Le juge des référés du Conseil d’État refuse de suspendre le décret prescrivant aux préfets de certains départements d’instaurer un couvre-feu
Par l’article 51 d’un décret du 16 octobre dernier, le Premier ministre a prescrit aux préfets de 16 départements d’instaurer un couvre-feu entre 21 h et 6 h dans des zones qu’il leur incombe de définir.
Une association et plusieurs requérants individuels ont demandé au juge du référé-liberté du Conseil d’État de suspendre cette mesure ou d’en limiter la portée en restreignant sa plage horaire et en prévoyant de nouveaux motifs de dérogation. Par l’ordonnance de ce jour, le juge des référés rejette leur demande.
En période d’état d’urgence sanitaire, il appartient aux différentes autorités administratives de prendre, en vue de sauvegarder la santé de la population, toutes dispositions de nature à prévenir ou à limiter les effets de l’épidémie. À cet effet, elles peuvent notamment adopter une mesure générale faisant interdiction aux personnes de sortir de leur domicile durant certaines heures. Mais une telle mesure qui, par nature, porte atteinte à la liberté personnelle, doit être nécessaire, adaptée et proportionnée à l’objectif poursuivi.
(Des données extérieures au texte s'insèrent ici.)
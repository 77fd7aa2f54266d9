//! Trial loops, the two aggregation modes, and multi-task sweeps.
//!
//! MAE mode reduces each model's per-trial absolute errors; R² mode pools
//! every trial's (true, predicted) pair per model and scores the pooled
//! sequence once. The two are deliberately separate functions.

use crate::config::{EvalMode, ExperimentConfig};
use crate::dataset::Dataset;
use crate::evaluator::{evaluate_split, EvalError, TrialOutcome, BASELINES};
use crate::metrics::{absolute_error, pooled_r2, MaeSummary};
use crate::models::ModelPanel;
use crate::sampling::{check_capacity, draw_trial};
use crate::store::{ResultStore, StoreError};
use crate::table::{ResultRow, ResultTable, Score, TableError, TaskResultBundle};
use std::path::PathBuf;
use thiserror::Error;

/// Trials between progress log lines
const PROGRESS_EVERY: u64 = 10;

/// Errors that can occur during task execution
#[derive(Error, Debug)]
pub enum RunnerError {
    #[error("{0}")]
    Eval(#[from] EvalError),

    #[error("{0}")]
    Table(#[from] TableError),

    #[error("{0}")]
    Store(#[from] StoreError),
}

impl RunnerError {
    /// Whether the whole run must stop rather than skip the current pair
    #[must_use]
    pub const fn is_fatal(&self) -> bool {
        match self {
            Self::Eval(e) => e.is_fatal(),
            Self::Table(_) | Self::Store(_) => true,
        }
    }
}

impl From<crate::sampling::SamplingError> for RunnerError {
    fn from(e: crate::sampling::SamplingError) -> Self {
        Self::Eval(EvalError::Sampling(e))
    }
}

/// Row names every trial produces: the panel, then the baselines
fn row_names(panel: &ModelPanel) -> Vec<String> {
    panel
        .names()
        .into_iter()
        .chain(BASELINES)
        .map(ToString::to_string)
        .collect()
}

/// Run seeds `1..=n_trials`, handing each outcome to `collect`
fn for_each_trial<F>(
    dataset: &Dataset,
    representation: &str,
    target: &str,
    n_trials: usize,
    train_size: usize,
    panel: &ModelPanel,
    mut collect: F,
) -> Result<(), RunnerError>
where
    F: FnMut(&TrialOutcome),
{
    check_capacity(dataset.len(), train_size)?;
    let n_trials = n_trials as u64;
    for seed in 1..=n_trials {
        let trial = draw_trial(dataset.len(), seed, train_size)?;
        let outcome = evaluate_split(dataset, representation, target, trial, panel)?;
        collect(&outcome);
        if seed % PROGRESS_EVERY == 0 || seed == n_trials {
            tracing::info!(representation, target, seed, n_trials, "Trial progress");
        }
    }
    Ok(())
}

/// Mean/std/median of per-trial absolute errors for every model
///
/// A model that failed on every trial gets an all-NaN summary.
///
/// # Errors
///
/// Returns an error if the dataset is too small for `train_size` (fatal), or
/// lacks the requested target or representation.
pub fn run_mae(
    dataset: &Dataset,
    representation: &str,
    target: &str,
    n_trials: usize,
    train_size: usize,
    panel: &ModelPanel,
) -> Result<ResultTable, RunnerError> {
    let names = row_names(panel);
    let mut errors: Vec<Vec<f64>> = vec![Vec::with_capacity(n_trials); names.len()];

    for_each_trial(dataset, representation, target, n_trials, train_size, panel, |outcome| {
        for (slot, (_, truth, predicted)) in errors.iter_mut().zip(outcome.pairs()) {
            slot.push(absolute_error(truth, predicted));
        }
    })?;

    let rows = names
        .into_iter()
        .zip(&errors)
        .map(|(model, errs)| ResultRow {
            model,
            score: Score::Mae(MaeSummary::from_errors(errs)),
        })
        .collect();
    Ok(ResultTable::new(EvalMode::Mae, rows)?)
}

/// Pooled R² over every trial's held-out pair for every model
///
/// Pairs are stored with their seed and ordered by it before scoring, so the
/// result does not depend on collection order.
///
/// # Errors
///
/// See [`run_mae`].
pub fn run_r2(
    dataset: &Dataset,
    representation: &str,
    target: &str,
    n_trials: usize,
    train_size: usize,
    panel: &ModelPanel,
) -> Result<ResultTable, RunnerError> {
    let names = row_names(panel);
    let mut pairs: Vec<Vec<(u64, f64, f64)>> = vec![Vec::with_capacity(n_trials); names.len()];

    for_each_trial(dataset, representation, target, n_trials, train_size, panel, |outcome| {
        for (slot, (_, truth, predicted)) in pairs.iter_mut().zip(outcome.pairs()) {
            slot.push((outcome.trial.seed, truth, predicted));
        }
    })?;

    let rows = names
        .into_iter()
        .zip(pairs.iter_mut())
        .map(|(model, model_pairs)| {
            model_pairs.sort_by_key(|(seed, _, _)| *seed);
            let truths: Vec<f64> = model_pairs.iter().map(|p| p.1).collect();
            let predictions: Vec<f64> = model_pairs.iter().map(|p| p.2).collect();
            ResultRow {
                model,
                score: Score::R2 {
                    r2: pooled_r2(&truths, &predictions),
                },
            }
        })
        .collect();
    Ok(ResultTable::new(EvalMode::R2, rows)?)
}

/// Protocol parameters for a sweep
#[derive(Debug, Clone, PartialEq, Eq)]
pub struct RunnerConfig {
    /// Aggregation mode
    pub mode: EvalMode,
    /// Trials per (task, representation)
    pub n_trials: usize,
    /// Training molecules per trial
    pub train_size: usize,
    /// Representations evaluated per task
    pub representations: Vec<String>,
    /// `(property, task code)` pairs
    pub tasks: Vec<(String, String)>,
}

impl From<&ExperimentConfig> for RunnerConfig {
    fn from(config: &ExperimentConfig) -> Self {
        Self {
            mode: config.evaluation.mode,
            n_trials: config.evaluation.n_trials,
            train_size: config.dataset.train_size,
            representations: config.dataset.representations.clone(),
            tasks: config
                .dataset
                .target_properties
                .iter()
                .map(|t| (t.clone(), config.task_code(t)))
                .collect(),
        }
    }
}

/// Sweep driver over tasks and representations
#[derive(Debug, Clone)]
pub struct TaskRunner {
    config: RunnerConfig,
    panel: ModelPanel,
}

impl TaskRunner {
    /// Create a runner for a fixed panel
    #[must_use]
    pub const fn new(config: RunnerConfig, panel: ModelPanel) -> Self {
        Self { config, panel }
    }

    /// Runner configured entirely from an experiment file
    #[must_use]
    pub fn from_experiment(config: &ExperimentConfig) -> Self {
        Self::new(RunnerConfig::from(config), config.panel())
    }

    /// Get the runner configuration
    #[must_use]
    pub const fn config(&self) -> &RunnerConfig {
        &self.config
    }

    /// Get the model panel
    #[must_use]
    pub const fn panel(&self) -> &ModelPanel {
        &self.panel
    }

    /// One table for a (representation, target) pair in the configured mode
    ///
    /// # Errors
    ///
    /// See [`run_mae`].
    pub fn run_table(&self, dataset: &Dataset, representation: &str, target: &str) -> Result<ResultTable, RunnerError> {
        let c = &self.config;
        match c.mode {
            EvalMode::Mae => run_mae(dataset, representation, target, c.n_trials, c.train_size, &self.panel),
            EvalMode::R2 => run_r2(dataset, representation, target, c.n_trials, c.train_size, &self.panel),
        }
    }

    /// Every configured representation for one target
    ///
    /// Representations the dataset lacks, or that raise a data error, are
    /// skipped with a warning.
    ///
    /// # Errors
    ///
    /// Returns only fatal errors (insufficient data).
    pub fn run_representations(
        &self,
        dataset: &Dataset,
        target: &str,
        task_code: &str,
    ) -> Result<TaskResultBundle, RunnerError> {
        let c = &self.config;
        let mut bundle = TaskResultBundle::new(target, task_code, c.mode, c.n_trials, c.train_size);

        for representation in &c.representations {
            if !dataset.has_representation(representation) {
                tracing::warn!(%representation, target, "Representation not in dataset; skipping");
                continue;
            }
            tracing::info!(%representation, target, mode = %c.mode, "Evaluating");
            match self.run_table(dataset, representation, target) {
                Ok(table) => bundle.insert(representation, table)?,
                Err(e) if !e.is_fatal() => {
                    tracing::warn!(%representation, target, error = %e, "Skipping pair");
                }
                Err(e) => return Err(e),
            }
        }
        Ok(bundle)
    }

    /// Every configured task, checkpointing each finished bundle
    ///
    /// Targets absent from the dataset are skipped. Bundles already written
    /// stay on disk if a later task fails.
    ///
    /// # Errors
    ///
    /// Returns fatal evaluation errors and write failures.
    pub fn run_all_tasks(&self, dataset: &Dataset, store: &ResultStore) -> Result<Vec<PathBuf>, RunnerError> {
        let mut written = Vec::new();
        for (target, code) in &self.config.tasks {
            if !dataset.has_target(target) {
                tracing::warn!(%target, "Task not found in dataset; skipping");
                continue;
            }
            let bundle = self.run_representations(dataset, target, code)?;
            if bundle.tables.is_empty() {
                tracing::warn!(%target, "No representation produced results; nothing saved");
                continue;
            }
            written.push(store.save(&bundle)?);
            tracing::info!(%target, task_code = %code, "Checkpoint written");
        }
        Ok(written)
    }
}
Le juge des référés relève d’abord que la circulation du virus sur le territoire métropolitain s’est amplifiée ces dernières semaines, et que la crise sanitaire s’aggrave nettement, en particulier dans les 9 métropoles des départements concernés. Il constate qu’en l’état actuel des connaissances scientifiques, les contaminations surviennent, pour une grande part, dans les lieux privés. Il précise qu’une mesure de couvre-feu semble avoir montré son efficacité pour limiter la propagation du virus lors de sa mise en œuvre en Guyane en mars dernier.
Le juge constate par ailleurs que la mesure est assortie de nombreuses dérogations correspondant à des déplacements indispensables, qu’elle est limitée dans le temps à la période d’état d’urgence sanitaire, et qu’elle revêt un caractère moins restrictif qu’un confinement.
Enfin, le juge souligne la difficulté de moduler les horaires d’interdiction selon les zones géographiques concernées, le risque que ferait courir une extension des motifs de dérogation, et l’obligation pour le Premier ministre et pour les préfets de mettre fin sans délai aux mesures dès qu’elles ne seront plus strictement nécessaires.
Le juge en déduit que la disposition prescrivant aux préfets d’instaurer un couvre-feu ne porte pas une atteinte manifestement illégale aux libertés fondamentales.